Le bureau Fruehauf, Henry & Viladoms, lauréat du concours, relève ce défi en proposant une intervention qui prolonge l’esprit du bâtiment, en s’implantant à l’arrière tout en apportant des réponses actuelles aux exigences contemporaines. Cet article propose d’en analyser les concepts à travers quatre axes de lecture : implantation, typologies, échelles et atmosphères.
Entre effacement et mise en scène
L’extension de l’Unithèque s’inscrit dans une démarche attentive à la logique d’implantation du bâtiment original conçu par Guido Cocchi. À l’époque, l’architecte prévoyait que la bibliothèque puisse s’agrandir dans le temps. Il rejetait l’idée d’une prolongation du bâtiment en arc de cercle, estimant qu’elle créerait des parcours excessivement longs et peu fonctionnels. Il proposait au contraire un agrandissement à l’arrière, dans le prolongement naturel de la pente.
Le projet respecte cette vision en implantant le nouveau volume en retrait et dans la continuité de la topographie. Loin de détourner l’attention de la façade lacustre emblématique, il préserve son rôle principal dans le dispositif du campus. L’extension reprend la volumétrie en éventail du bâtiment existant, lui permettant de s’intégrer dans l’ensemble sans chercher à rivaliser formellement.
Le nouveau geste architectural reste conséquent mais presque invisible depuis les espaces publics principaux, dans une volonté affirmée de ne pas perturber le caractère paysager du site. En plan comme en coupe, le bâtiment devient un seul corps continu, articulé autour de la pente, où les deux parties se rejoignent. Cette intégration topographique rend la transition fluide entre l’existant et le nouveau, tout en prolongeant l’esprit de discrétion défendu par Cocchi.


En haut l’Unithèque telle que conçue par l’architecte Cocchi, en bas le chantier de l’extension à l’arrière du bâtiment.
Terrasses, transitions et clarifications spatiales
Le plan de l’extension s’inscrit dans la continuité du schéma en éventail développé par Cocchi, dont la géométrie répondait déjà à une logique de rationalisme structurel et d’optimisation des vues. Ce choix permet non seulement une résonance formelle à l’existant, mais il prolonge aussi l’organisation extérieure en terrasses, véritable enjeu typologique du projet initial.
L’espace se développe à partir d’un nouveau parcours qui débute dès l’entrée principale et guide l’usager à travers une succession de plateaux organisés en cascade. Cette nouvelle circulation intérieure offre une transition fluide vers l’extension tout en mettant en scène la pente naturelle du terrain.
Le lien entre les deux bâtiments n’est pas seulement structurel ou fonctionnel : il devient perceptible par des jeux d’ouvertures notamment sur le plateau reliant existant et extension et par la mise en scène d’un balcon intérieur créant un dialogue visuel entre les niveaux supérieurs. Ce système contribue à maintenir une certaine cohérence typologique, sans renoncer à une réinterprétation contemporaine des logiques d’usage.

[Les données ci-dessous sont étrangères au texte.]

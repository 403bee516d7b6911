//! Runtime configuration: server, stream and encoder sections

use std::path::{Path, PathBuf};
use std::time::Duration;

use serde::{Deserialize, Serialize};
use thiserror::Error;

use crate::types::{FrameFormat, ServerFlavor, StreamMode};

#[derive(Error, Debug)]
pub enum ConfigError {
    #[error("cannot read config {}: {source}", path.display())]
    Read {
        path: PathBuf,
        #[source]
        source: std::io::Error,
    },
    #[error("cannot parse config {}: {source}", path.display())]
    Parse {
        path: PathBuf,
        #[source]
        source: serde_json::Error,
    },
    #[error("invalid config: {0}")]
    Invalid(String),
}

#[derive(Debug, Clone, Default, Serialize, Deserialize)]
#[serde(default)]
pub struct Config {
    pub server: ServerConfig,
    pub stream: StreamConfig,
    pub encoder: EncoderConfig,
}

#[derive(Debug, Clone, Serialize, Deserialize)]
#[serde(default)]
pub struct ServerConfig {
    #[serde(rename = "type")]
    pub flavor: ServerFlavor,
    pub host: String,
    /// Base port; Shoutcast sources use `port + 1`
    pub port: u16,
    /// Icecast mount point, without the leading slash
    pub mount: String,
    pub password: String,
    pub connect_attempts: u32,
    pub retry_delay_secs: u64,
    pub response_timeout_ms: u64,
}

impl Default for ServerConfig {
    fn default() -> Self {
        Self {
            flavor: ServerFlavor::Icecast,
            host: "localhost".to_string(),
            port: 8000,
            mount: "stream".to_string(),
            password: "hackme".to_string(),
            connect_attempts: 5,
            retry_delay_secs: 10,
            response_timeout_ms: 5000,
        }
    }
}

impl ServerConfig {
    pub fn retry_delay(&self) -> Duration {
        Duration::from_secs(self.retry_delay_secs)
    }

    pub fn response_timeout(&self) -> Duration {
        Duration::from_millis(self.response_timeout_ms)
    }

    /// Port the source connection dials
    pub fn source_port(&self) -> u16 {
        match self.flavor {
            ServerFlavor::Icecast => self.port,
            ServerFlavor::Shoutcast => self.port.saturating_add(1),
        }
    }
}

#[derive(Debug, Clone, Serialize, Deserialize)]
#[serde(default)]
pub struct StreamConfig {
    pub mode: StreamMode,
    pub format: FrameFormat,
    /// Target server-side buffer in milliseconds
    pub buffer_ms: u64,
    pub update_metadata: bool,
    pub name: String,
    pub genre: String,
    pub url: String,
    pub description: String,
}

impl Default for StreamConfig {
    fn default() -> Self {
        Self {
            mode: StreamMode::File,
            format: FrameFormat::Aac,
            buffer_ms: 5000,
            update_metadata: true,
            name: "streamcaster".to_string(),
            genre: String::new(),
            url: String::new(),
            description: String::new(),
        }
    }
}

#[derive(Debug, Clone, Copy, PartialEq, Eq, Serialize, Deserialize, clap::ValueEnum)]
#[serde(rename_all = "lowercase")]
pub enum AacProfile {
    Lc,
    He,
    Hev2,
}

impl AacProfile {
    pub const fn encoder_name(self) -> &'static str {
        match self {
            AacProfile::Lc => "aac_low",
            AacProfile::He => "aac_he",
            AacProfile::Hev2 => "aac_he_v2",
        }
    }
}

#[derive(Debug, Clone, Serialize, Deserialize)]
#[serde(default)]
pub struct EncoderConfig {
    pub path: PathBuf,
    /// Re-encode to the configured codec; otherwise copy the audio stream
    pub reencode: bool,
    pub aac_profile: AacProfile,
    pub bitrate_kbps: u32,
    pub sample_rate: u32,
    pub channels: u8,
}

impl Default for EncoderConfig {
    fn default() -> Self {
        Self {
            path: PathBuf::from("ffmpeg"),
            reencode: true,
            aac_profile: AacProfile::Lc,
            bitrate_kbps: 128,
            sample_rate: 44100,
            channels: 2,
        }
    }
}

impl Config {
    /// Load a JSON config; missing fields take their defaults
    pub fn load(path: &Path) -> Result<Self, ConfigError> {
        let text = std::fs::read_to_string(path).map_err(|source| ConfigError::Read {
            path: path.to_path_buf(),
            source,
        })?;
        serde_json::from_str(&text).map_err(|source| ConfigError::Parse {
            path: path.to_path_buf(),
            source,
        })
    }

    pub fn validate(&self) -> Result<(), ConfigError> {
        if self.server.host.is_empty() {
            return Err(ConfigError::Invalid("server host is empty".into()));
        }
        if self.server.connect_attempts == 0 {
            return Err(ConfigError::Invalid("connect_attempts must be at least 1".into()));
        }
        if self.server.flavor == ServerFlavor::Icecast && self.server.mount.trim_matches('/').is_empty() {
            return Err(ConfigError::Invalid("icecast needs a mount point".into()));
        }
        if self.stream.buffer_ms == 0 {
            return Err(ConfigError::Invalid("buffer_ms must be positive".into()));
        }
        if self.stream.mode == StreamMode::Transcode && !(1..=2).contains(&self.encoder.channels) {
            return Err(ConfigError::Invalid(format!(
                "encoder channels must be 1 or 2, got {}",
                self.encoder.channels
            )));
        }
        Ok(())
    }
}
//! Synthetic frames for unit tests

use crate::parsers::parse_mpeg_header;

pub fn adts_header(
    profile: u8,
    sf_index: u8,
    channels: u8,
    frame_length: u16,
    protection_absent: bool,
) -> [u8; 7] {
    [
        0xFF,
        0xF0 | protection_absent as u8,
        (profile << 6) | (sf_index << 2) | ((channels >> 2) & 0x01),
        ((channels & 0x03) << 6) | ((frame_length >> 11) & 0x03) as u8,
        ((frame_length >> 3) & 0xFF) as u8,
        (((frame_length & 0x07) as u8) << 5) | 0x1F,
        0xFC,
    ]
}

/// One LC stereo 44.1 kHz frame with a zero payload
pub fn adts_frame(frame_length: u16) -> Vec<u8> {
    let mut frame = adts_header(1, 4, 2, frame_length, true).to_vec();
    frame.resize(frame_length as usize, 0);
    frame
}

pub fn adts_stream(frames: usize, frame_length: u16) -> Vec<u8> {
    (0..frames).flat_map(|_| adts_frame(frame_length)).collect()
}

pub fn mpeg_header(
    version: u8,
    layer: u8,
    bitrate_index: u8,
    sample_rate_index: u8,
    padding: bool,
    channel_mode: u8,
) -> [u8; 4] {
    [
        0xFF,
        0xE0 | (version << 3) | (layer << 1) | 0x01,
        (bitrate_index << 4) | (sample_rate_index << 2) | ((padding as u8) << 1),
        channel_mode << 6,
    ]
}

/// MPEG1 layer III 128 kbps 44.1 kHz joint stereo frame (417 bytes)
pub fn mp3_frame() -> Vec<u8> {
    let header = mpeg_header(0b11, 0b01, 9, 0, false, 1);
    let len = parse_mpeg_header(&header).map(|h| h.frame_length).unwrap_or(4);
    let mut frame = header.to_vec();
    frame.resize(len, 0);
    frame
}

pub fn mp3_stream(frames: usize) -> Vec<u8> {
    (0..frames).flat_map(|_| mp3_frame()).collect()
}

La proposition d’agrandissement de Cocchi qui s’inscrit à l’arrière de l’existant,

Le plan lauréa par le bureau Fruehauf, Henry & Viladoms.
Entre bibliothèque de proximité et geste institutionnel
L’architecture de Cocchi adopte une échelle modeste où les portées sont limitées. L’espace y est dense, feutré, à taille humaine, renforçant le caractère accessible du lieu. L’extension s’inscrit dans une autre logique. Si elle reprend la structure en terrasses, elle adopte une échelle plus institutionnelle. Les grandes portées, la hauteur des volumes, la dissimulation des éléments techniques évoquent davantage l’univers muséal que celui d’une bibliothèque et la filiation avec le nouveau MCBA semble équivoque. L’absence de vue sur le lac, compensée par la générosité des volumes intérieurs, révèle une volonté de créer une forme de monumentalité intérieure.
La suppression du campanile initialement prévu a recentré le projet sur une volumétrie plus contenue. Ce retrait contribue paradoxalement à renforcer la cohérence d’échelle avec l’ensemble existant, tout en évitant une surenchère formelle. À la place, pour marquer le nouvel accès au bâtiment, un portique d’entrée a été aménagé. Il vient remplacer l’entrée initiale, désormais trop petite et inadaptée à l’échelle du nouvel ensemble.
Initialement estimée à 71 millions, la facture finale de l’extension de l’Unithèque pourrait atteindre 98,2 millions de francs, suite à trois crédits supplémentaires accordés par le Conseil d’État vaudois. Les raisons de cette hausse tiennent à des imprévus géologiques, à des coûts de construction sous-évalués, mais aussi à des choix qualitatifs : augmentation du recours au bois, amélioration du traitement de l’air pour les collections patrimoniales, et extension du champ photovoltaïque initialement prévu.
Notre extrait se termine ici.